Collection entries
↓↓↓

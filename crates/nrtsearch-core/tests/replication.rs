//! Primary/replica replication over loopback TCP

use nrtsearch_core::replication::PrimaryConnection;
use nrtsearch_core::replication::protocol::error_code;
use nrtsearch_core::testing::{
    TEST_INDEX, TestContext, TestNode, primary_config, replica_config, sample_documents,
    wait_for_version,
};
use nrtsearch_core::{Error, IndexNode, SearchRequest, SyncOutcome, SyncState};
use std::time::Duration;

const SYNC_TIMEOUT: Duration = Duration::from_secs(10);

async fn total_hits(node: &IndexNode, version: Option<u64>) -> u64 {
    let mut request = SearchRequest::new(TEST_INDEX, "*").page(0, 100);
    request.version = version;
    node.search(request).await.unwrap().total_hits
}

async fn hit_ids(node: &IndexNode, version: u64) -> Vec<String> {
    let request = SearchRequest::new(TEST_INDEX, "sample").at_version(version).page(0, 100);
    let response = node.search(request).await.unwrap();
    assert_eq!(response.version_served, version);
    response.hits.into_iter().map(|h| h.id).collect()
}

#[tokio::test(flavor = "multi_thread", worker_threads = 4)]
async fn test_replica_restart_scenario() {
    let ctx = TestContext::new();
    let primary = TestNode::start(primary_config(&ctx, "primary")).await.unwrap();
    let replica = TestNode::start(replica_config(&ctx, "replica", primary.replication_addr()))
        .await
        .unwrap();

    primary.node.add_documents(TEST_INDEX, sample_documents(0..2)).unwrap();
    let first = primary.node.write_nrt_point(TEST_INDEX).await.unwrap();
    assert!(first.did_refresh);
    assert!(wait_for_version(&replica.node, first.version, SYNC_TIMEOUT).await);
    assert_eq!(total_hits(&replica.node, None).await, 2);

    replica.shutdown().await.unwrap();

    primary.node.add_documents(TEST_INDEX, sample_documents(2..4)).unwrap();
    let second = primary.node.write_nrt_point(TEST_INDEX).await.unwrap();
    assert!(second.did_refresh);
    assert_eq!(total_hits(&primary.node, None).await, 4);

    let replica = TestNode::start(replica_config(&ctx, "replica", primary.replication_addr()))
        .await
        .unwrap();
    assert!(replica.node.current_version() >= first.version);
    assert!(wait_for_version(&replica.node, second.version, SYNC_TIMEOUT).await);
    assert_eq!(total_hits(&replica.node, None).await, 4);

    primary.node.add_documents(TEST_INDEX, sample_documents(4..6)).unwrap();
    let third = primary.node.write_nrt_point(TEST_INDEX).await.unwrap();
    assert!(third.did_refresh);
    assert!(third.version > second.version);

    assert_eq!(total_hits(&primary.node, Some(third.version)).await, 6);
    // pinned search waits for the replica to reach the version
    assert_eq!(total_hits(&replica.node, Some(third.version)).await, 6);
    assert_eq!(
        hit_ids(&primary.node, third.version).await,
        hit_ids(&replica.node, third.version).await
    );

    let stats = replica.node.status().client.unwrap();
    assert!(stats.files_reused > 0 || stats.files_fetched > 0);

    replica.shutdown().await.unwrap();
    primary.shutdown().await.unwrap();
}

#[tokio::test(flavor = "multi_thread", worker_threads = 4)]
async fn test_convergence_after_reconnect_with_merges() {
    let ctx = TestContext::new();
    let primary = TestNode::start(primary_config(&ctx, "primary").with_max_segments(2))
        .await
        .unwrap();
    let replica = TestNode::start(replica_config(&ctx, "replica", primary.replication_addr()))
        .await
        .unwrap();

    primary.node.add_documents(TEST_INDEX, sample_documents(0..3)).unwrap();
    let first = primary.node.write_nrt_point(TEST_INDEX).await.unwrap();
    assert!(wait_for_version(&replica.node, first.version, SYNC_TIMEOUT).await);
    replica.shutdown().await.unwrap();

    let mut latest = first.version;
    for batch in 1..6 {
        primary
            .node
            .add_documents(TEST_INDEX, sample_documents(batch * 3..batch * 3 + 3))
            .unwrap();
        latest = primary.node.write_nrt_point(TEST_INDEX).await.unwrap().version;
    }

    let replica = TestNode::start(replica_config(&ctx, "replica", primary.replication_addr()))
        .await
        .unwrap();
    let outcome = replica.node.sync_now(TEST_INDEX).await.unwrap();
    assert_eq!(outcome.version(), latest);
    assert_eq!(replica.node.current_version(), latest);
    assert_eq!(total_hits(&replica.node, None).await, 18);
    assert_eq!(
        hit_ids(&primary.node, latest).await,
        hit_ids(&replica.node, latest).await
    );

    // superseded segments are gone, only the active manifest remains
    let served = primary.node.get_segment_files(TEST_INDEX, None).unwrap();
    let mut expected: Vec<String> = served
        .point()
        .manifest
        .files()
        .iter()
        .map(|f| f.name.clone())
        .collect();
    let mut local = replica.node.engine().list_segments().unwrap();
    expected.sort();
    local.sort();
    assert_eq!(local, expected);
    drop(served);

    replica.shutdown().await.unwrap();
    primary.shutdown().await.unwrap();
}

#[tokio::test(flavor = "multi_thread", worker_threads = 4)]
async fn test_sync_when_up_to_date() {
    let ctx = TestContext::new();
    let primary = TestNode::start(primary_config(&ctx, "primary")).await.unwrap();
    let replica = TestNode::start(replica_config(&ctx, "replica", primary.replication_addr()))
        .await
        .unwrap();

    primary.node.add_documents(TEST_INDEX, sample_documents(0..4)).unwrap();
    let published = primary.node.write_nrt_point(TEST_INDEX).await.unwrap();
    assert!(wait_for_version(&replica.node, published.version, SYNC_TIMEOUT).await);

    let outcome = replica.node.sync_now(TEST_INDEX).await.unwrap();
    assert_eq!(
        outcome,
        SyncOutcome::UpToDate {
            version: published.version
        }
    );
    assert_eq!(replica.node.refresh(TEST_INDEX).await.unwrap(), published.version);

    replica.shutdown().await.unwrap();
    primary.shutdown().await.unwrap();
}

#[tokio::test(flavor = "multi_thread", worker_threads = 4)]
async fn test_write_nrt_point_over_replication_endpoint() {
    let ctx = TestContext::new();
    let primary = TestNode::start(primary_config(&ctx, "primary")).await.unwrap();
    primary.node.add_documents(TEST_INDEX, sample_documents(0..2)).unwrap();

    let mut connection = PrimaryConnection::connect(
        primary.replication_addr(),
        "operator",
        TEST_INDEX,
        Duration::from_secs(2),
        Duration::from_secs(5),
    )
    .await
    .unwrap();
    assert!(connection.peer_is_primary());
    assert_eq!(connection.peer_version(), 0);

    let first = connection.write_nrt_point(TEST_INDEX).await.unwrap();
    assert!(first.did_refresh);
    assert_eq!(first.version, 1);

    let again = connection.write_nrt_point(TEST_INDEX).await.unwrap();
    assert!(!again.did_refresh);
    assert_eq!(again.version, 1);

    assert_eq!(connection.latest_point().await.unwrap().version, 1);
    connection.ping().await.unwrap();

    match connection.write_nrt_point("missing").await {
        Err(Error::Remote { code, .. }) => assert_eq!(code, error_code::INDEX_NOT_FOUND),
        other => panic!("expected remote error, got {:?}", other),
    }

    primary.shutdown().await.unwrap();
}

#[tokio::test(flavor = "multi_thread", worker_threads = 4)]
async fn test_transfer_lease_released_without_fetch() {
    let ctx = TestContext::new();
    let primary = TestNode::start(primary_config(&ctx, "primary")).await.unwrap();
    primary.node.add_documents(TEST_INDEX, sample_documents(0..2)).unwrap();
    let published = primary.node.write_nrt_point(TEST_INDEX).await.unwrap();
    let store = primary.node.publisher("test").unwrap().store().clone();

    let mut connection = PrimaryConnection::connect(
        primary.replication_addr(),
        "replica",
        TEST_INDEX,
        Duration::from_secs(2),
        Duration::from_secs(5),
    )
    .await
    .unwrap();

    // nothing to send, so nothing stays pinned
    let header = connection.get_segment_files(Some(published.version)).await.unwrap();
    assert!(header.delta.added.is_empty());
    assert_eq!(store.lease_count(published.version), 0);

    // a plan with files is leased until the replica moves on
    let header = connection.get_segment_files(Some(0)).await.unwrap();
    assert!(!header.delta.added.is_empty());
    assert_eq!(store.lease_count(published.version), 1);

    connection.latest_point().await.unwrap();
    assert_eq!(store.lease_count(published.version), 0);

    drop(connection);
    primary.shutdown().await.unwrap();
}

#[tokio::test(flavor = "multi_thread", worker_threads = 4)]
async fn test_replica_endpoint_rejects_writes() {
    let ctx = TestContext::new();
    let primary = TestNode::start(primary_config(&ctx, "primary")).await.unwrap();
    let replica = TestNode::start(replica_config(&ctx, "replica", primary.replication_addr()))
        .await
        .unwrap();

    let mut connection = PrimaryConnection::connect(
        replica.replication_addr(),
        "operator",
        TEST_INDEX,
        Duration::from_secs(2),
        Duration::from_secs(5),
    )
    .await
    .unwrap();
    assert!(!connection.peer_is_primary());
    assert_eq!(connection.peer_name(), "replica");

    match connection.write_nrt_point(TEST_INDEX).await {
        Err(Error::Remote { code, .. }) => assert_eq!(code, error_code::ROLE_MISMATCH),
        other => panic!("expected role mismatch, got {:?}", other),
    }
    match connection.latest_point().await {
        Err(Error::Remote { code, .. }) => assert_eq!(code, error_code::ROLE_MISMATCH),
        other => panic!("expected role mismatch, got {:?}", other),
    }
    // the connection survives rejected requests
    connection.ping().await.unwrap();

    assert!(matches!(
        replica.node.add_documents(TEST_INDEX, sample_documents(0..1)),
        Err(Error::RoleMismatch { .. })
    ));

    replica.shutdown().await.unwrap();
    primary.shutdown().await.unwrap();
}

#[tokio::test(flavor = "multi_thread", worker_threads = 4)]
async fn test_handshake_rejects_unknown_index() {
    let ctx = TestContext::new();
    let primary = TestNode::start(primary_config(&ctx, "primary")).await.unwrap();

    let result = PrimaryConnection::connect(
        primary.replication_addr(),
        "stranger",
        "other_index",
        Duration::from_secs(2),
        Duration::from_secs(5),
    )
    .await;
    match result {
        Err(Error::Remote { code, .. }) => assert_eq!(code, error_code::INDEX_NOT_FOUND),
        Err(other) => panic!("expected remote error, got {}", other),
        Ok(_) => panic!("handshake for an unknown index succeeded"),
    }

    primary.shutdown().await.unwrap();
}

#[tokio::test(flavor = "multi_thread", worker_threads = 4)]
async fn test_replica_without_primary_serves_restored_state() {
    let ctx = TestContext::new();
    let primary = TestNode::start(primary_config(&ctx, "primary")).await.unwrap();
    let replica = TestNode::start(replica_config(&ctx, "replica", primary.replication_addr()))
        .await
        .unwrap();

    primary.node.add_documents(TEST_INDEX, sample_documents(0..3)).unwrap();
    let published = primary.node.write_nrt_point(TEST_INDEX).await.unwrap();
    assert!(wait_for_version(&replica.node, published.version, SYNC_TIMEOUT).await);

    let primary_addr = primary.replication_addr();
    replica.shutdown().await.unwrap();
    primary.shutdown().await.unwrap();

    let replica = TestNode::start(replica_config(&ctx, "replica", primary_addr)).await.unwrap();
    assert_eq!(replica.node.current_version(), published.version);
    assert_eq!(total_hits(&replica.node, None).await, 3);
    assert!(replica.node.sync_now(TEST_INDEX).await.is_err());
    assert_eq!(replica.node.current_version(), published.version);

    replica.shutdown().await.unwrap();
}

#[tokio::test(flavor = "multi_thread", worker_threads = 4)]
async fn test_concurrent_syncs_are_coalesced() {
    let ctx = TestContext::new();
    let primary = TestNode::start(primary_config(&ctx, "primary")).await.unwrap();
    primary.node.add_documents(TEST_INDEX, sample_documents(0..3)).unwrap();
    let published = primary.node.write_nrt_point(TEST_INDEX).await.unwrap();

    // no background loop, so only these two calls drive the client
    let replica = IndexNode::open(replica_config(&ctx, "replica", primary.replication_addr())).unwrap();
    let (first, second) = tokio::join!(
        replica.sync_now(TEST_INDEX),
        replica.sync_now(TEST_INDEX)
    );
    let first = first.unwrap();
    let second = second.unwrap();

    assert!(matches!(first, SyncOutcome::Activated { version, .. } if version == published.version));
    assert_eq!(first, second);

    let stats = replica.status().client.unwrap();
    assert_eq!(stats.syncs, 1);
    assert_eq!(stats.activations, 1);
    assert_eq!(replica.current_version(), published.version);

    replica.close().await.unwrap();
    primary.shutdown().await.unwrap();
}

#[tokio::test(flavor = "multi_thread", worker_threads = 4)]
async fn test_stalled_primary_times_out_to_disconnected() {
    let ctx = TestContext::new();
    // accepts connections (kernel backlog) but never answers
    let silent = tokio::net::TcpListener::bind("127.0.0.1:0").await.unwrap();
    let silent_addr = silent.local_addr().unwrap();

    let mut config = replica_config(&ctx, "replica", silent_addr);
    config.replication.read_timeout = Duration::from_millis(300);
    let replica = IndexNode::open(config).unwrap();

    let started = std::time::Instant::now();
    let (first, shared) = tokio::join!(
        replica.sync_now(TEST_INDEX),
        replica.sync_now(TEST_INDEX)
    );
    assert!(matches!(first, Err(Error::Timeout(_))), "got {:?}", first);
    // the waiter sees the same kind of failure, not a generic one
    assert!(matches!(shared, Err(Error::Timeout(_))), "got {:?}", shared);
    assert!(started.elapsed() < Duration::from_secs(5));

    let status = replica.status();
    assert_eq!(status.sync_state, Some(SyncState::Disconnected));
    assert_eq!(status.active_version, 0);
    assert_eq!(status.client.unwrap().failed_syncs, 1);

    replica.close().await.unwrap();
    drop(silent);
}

↑↑↑

■ **Problem description**: Each line from the one with "let silent_addr = silent.local_addr().unwrap();" through the end of the entries above must be set down exactly, both end lines included, and no other line may appear.

■ **Answer below**:
    let silent_addr = silent.local_addr().unwrap();

    let mut config = replica_config(&ctx, "replica", silent_addr);
    config.replication.read_timeout = Duration::from_millis(300);
    let replica = IndexNode::open(config).unwrap();

    let started = std::time::Instant::now();
    let (first, shared) = tokio::join!(
        replica.sync_now(TEST_INDEX),
        replica.sync_now(TEST_INDEX)
    );
    assert!(matches!(first, Err(Error::Timeout(_))), "got {:?}", first);
    // the waiter sees the same kind of failure, not a generic one
    assert!(matches!(shared, Err(Error::Timeout(_))), "got {:?}", shared);
    assert!(started.elapsed() < Duration::from_secs(5));

    let status = replica.status();
    assert_eq!(status.sync_state, Some(SyncState::Disconnected));
    assert_eq!(status.active_version, 0);
    assert_eq!(status.client.unwrap().failed_syncs, 1);

    replica.close().await.unwrap();
    drop(silent);
}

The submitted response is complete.